Face-to-Face (F2F) Documentation
With the arrival of the COVID-19 PHE, guidelines have been created that allows the use of telehealth services for conducting F2F encounters. The PHE waiver requires use of two-way audio and visual equipment that allows for real-time communication for telehealth F2F encounters. Keep in mind that a copy of the F2F encounter note, regardless of where the encounter occurred (e.g. physician office visit, hospital, or telehealth visit) must be obtained by the home health agency.
If the patient is admitted to home health directly from the community, the certifying physician (or their allowed non-physician provider) must perform the F2F encounter. If the patient is admitted to home health from an acute or post-acute care facility and the F2F is performed by an allowed provider other than the certifying physician, the certifying physician must acknowledge that they reviewed the F2F encounter. This can be captured in various ways:
- Include the F2F date on the plan of care
- Obtain a separate attestation from the certifying physician attesting to the F2F date
- Certifying physician’s dated co-signature on the F2F encounter note
A valid F2F requires four key elements:
- Timely (90 days prior to the start of care date or within 30 days after the start of care date)

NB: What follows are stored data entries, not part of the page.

//! JSON payloads exchanged with the engine
//!
//! The boundary passes these texts through untouched. These helpers are for
//! callers that build requests and read responses: messages and options are
//! serialized with proper escaping, and the response document is read with
//! every field optional.

use serde::{Deserialize, Serialize};

/// One chat message
#[derive(Debug, Clone, PartialEq, Eq, Serialize, Deserialize)]
pub struct ChatMessage {
    pub role: String,
    pub content: String,
}

impl ChatMessage {
    pub fn new(role: impl Into<String>, content: impl Into<String>) -> Self {
        Self {
            role: role.into(),
            content: content.into(),
        }
    }

    pub fn system(content: impl Into<String>) -> Self {
        Self::new("system", content)
    }

    pub fn user(content: impl Into<String>) -> Self {
        Self::new("user", content)
    }

    pub fn assistant(content: impl Into<String>) -> Self {
        Self::new("assistant", content)
    }
}

/// Serialize messages into the `messages_json` argument
pub fn messages_json(messages: &[ChatMessage]) -> serde_json::Result<String> {
    serde_json::to_string(messages)
}

/// Sampling options, serialized into the `options_json` argument
#[derive(Debug, Clone, PartialEq, Serialize, Deserialize)]
pub struct CompletionOptions {
    pub temperature: f64,
    pub top_k: u32,
    pub top_p: f64,
    pub max_tokens: u32,
    #[serde(default, skip_serializing_if = "Vec::is_empty")]
    pub stop: Vec<String>,
}

impl Default for CompletionOptions {
    fn default() -> Self {
        Self {
            temperature: 0.8,
            top_k: 40,
            top_p: 0.95,
            max_tokens: 1024,
            stop: Vec::new(),
        }
    }
}

impl CompletionOptions {
    /// Options from layered configuration
    pub fn from_config(config: &cactus_config::Config) -> Self {
        Self {
            temperature: config.temperature(),
            top_k: config.top_k(),
            top_p: config.top_p(),
            max_tokens: config.max_tokens(),
            stop: config.stop().to_vec(),
        }
    }

    pub fn options_json(&self) -> serde_json::Result<String> {
        serde_json::to_string(self)
    }
}

/// Engine response document
///
/// Missing fields take neutral defaults; a missing `response` leaves the
/// field empty and callers fall back to the raw text.
#[derive(Debug, Clone, PartialEq, Deserialize)]
#[serde(default)]
pub struct CompletionResult {
    pub success: bool,
    pub response: String,
    pub time_to_first_token_ms: f64,
    pub total_time_ms: f64,
    pub tokens_per_second: f64,
    pub prefill_tokens: u64,
    pub decode_tokens: u64,
    pub total_tokens: u64,
}

impl Default for CompletionResult {
    fn default() -> Self {
        Self {
            success: true,
            response: String::new(),
            time_to_first_token_ms: 0.0,
            total_time_ms: 0.0,
            tokens_per_second: 0.0,
            prefill_tokens: 0,
            decode_tokens: 0,
            total_tokens: 0,
        }
    }
}

impl CompletionResult {
    /// Parse response text read from the buffer
    ///
    /// Fails for text that is not a JSON object, which includes a response
    /// cut short by truncation.
    pub fn parse(text: &str) -> serde_json::Result<Self> {
        let mut result: Self = serde_json::from_str(text)?;
        if result.response.is_empty() && !text.contains("\"response\"") {
            result.response = text.to_string();
        }
        Ok(result)
    }
}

- The complete encounter note, signed and dated by an allowed provider
- Related to the primary reason services are rendered
- Evidence of the patient’s homebound status
Common F2F deficiencies that result in denials focus around encounters that do not clearly address the reason the patient requires home health services. The F2F note must provide the physician’s comprehensive assessment documentation that supports the patient’s need for home health services. Providing clinical oversight of an agency’s F2F process will often circumvent a F2F deficiency and subsequent denial.